The Cox Law Firm

Criminal Defense FAQ

At The Cox Law Firm, we understand that if you or a loved one are facing criminal charges you have a plethora of questions about your case. We have handled thousands of cases and we know how stressful this time can be. We ensure that you obtain the answers you deserve, as well as the assistance and representation you need to ensure a successful case. Below are a list of commonly asked questions about criminal charges, but it is important to note that no amount of advertisement or website research should replace the consulting with and hiring of an attorney.

If I plan to plead guilty, do I still need to hire a lawyer?

Even if you plan to plead guilty, it is very important that you hire a criminal defense attorney to protect your rights. Representing yourself in court is never a good idea, as the prosecution seeks to find the harshest penalties possible in criminal cases. The Cox Law Firm can help you achieve a lighter sentence, or minimize/eliminate your criminal charges, if possible.

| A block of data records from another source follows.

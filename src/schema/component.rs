use rustc_hash::FxHashSet;
use serde::{Deserialize, Serialize};
use std::collections::HashMap;

use crate::core::template::CompositeTemplate;

/// A dynamic value that can be stored in leaf component properties.
#[derive(Debug, Clone, PartialEq, Serialize, Deserialize)]
pub enum Value {
    String(String),
    Float(f64),
    Int(i64),
    Bool(bool),
}

/// A leaf component is the unit the host spawns: a prefab, a quest,
/// a face, a haggling bonus.
///
/// The engine does not interpret tags or properties; it only carries
/// them through to the materialized entity. Identity is the `id`.
#[derive(Debug, Clone, PartialEq, Serialize, Deserialize)]
pub struct LeafComponent {
    pub id: String,
    #[serde(default)]
    pub tags: FxHashSet<String>,
    #[serde(default)]
    pub properties: HashMap<String, Value>,
}

impl LeafComponent {
    pub fn new(id: impl Into<String>) -> Self {
        Self {
            id: id.into(),
            tags: FxHashSet::default(),
            properties: HashMap::new(),
        }
    }

    pub fn with_tag(mut self, tag: impl Into<String>) -> Self {
        self.tags.insert(tag.into());
        self
    }

    pub fn with_property(mut self, key: impl Into<String>, value: Value) -> Self {
        self.properties.insert(key.into(), value);
        self
    }

    /// Returns true if this component has the given tag.
    pub fn has_tag(&self, tag: &str) -> bool {
        self.tags.contains(tag)
    }

    /// Returns true if this component has ALL of the given tags.
    pub fn has_all_tags(&self, tags: &[&str]) -> bool {
        tags.iter().all(|tag| self.tags.contains(*tag))
    }

    pub fn property(&self, key: &str) -> Option<&Value> {
        self.properties.get(key)
    }
}

/// Anything that can fill a mandatory slot or a weighted option.
///
/// Templates nest as components of other templates; the resolver walks
/// this union with an exhaustive match.
#[derive(Debug, Clone, PartialEq, Serialize, Deserialize)]
pub enum Component {
    /// An opaque payload, emitted as-is.
    Leaf(LeafComponent),
    /// An inline template owned by its parent, instantiated recursively.
    Composite(Box<CompositeTemplate>),
    /// A registry entry looked up by name at instantiation time.
    Ref(String),
}

impl Component {
    pub fn leaf(id: impl Into<String>) -> Self {
        Self::Leaf(LeafComponent::new(id))
    }

    pub fn composite(template: CompositeTemplate) -> Self {
        Self::Composite(Box::new(template))
    }

    pub fn reference(name: impl Into<String>) -> Self {
        Self::Ref(name.into())
    }
}

impl From<LeafComponent> for Component {
    fn from(leaf: LeafComponent) -> Self {
        Self::Leaf(leaf)
    }
}

impl From<CompositeTemplate> for Component {
    fn from(template: CompositeTemplate) -> Self {
        Self::Composite(Box::new(template))
    }
}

When I am arrested, should I speak with a police officer?

After you have been arrested, it is generally advised that you do not speak with any police officer prior to speaking with your criminal defense attorney. Many people do not realize that they are not required to give a statement or confession to a police officer. You have the right to remain silent, and the right to an attorney. You should invoke your rights as soon as possible to ensure the best possible outcome to your case. Police officers can and will use anything you say against you in court.

What is the difference between an expungement and a dismissal?

An expungement is when the court erases your case. The court records revolving around your case are destroyed, and will not affect future job and loan applications that might consider a past criminal charge.
A dismissal happens when a prosecutor drops your case. This happens after the assistant district attorney reviews your case and decides the evidence isn’t strong enough to prosecute you. In some circumstances, community service or special class attendance are issued in lieu of fines and jailtime.

Will I have to go to trial?

Trial appearance depends entirely upon your case and the attorney that you hire. When charges are filed against you and a verdict cannot be reached, you must go to court. Your attorney may be able to convince the prosecution that your case is not worth prosecuting, or may be able to prove your charges were not filed on legal grounds. Assuming this, your case could be dismissed or even expunged.

Can I represent myself in court?

While yes, you technically can represent yourself in court, it is almost never a good idea. Prosecutors know the law and know the tactics that are most often successful in obtaining a conviction. These professionals know the law very well, and to take them on by yourself is taking a huge risk with your future. You need a legal advocate who understands the law, your rights, the rules of evidence, and who has the capacity to prepare a persuasive case to a jury.

I qualify for a public defender, is that a good idea?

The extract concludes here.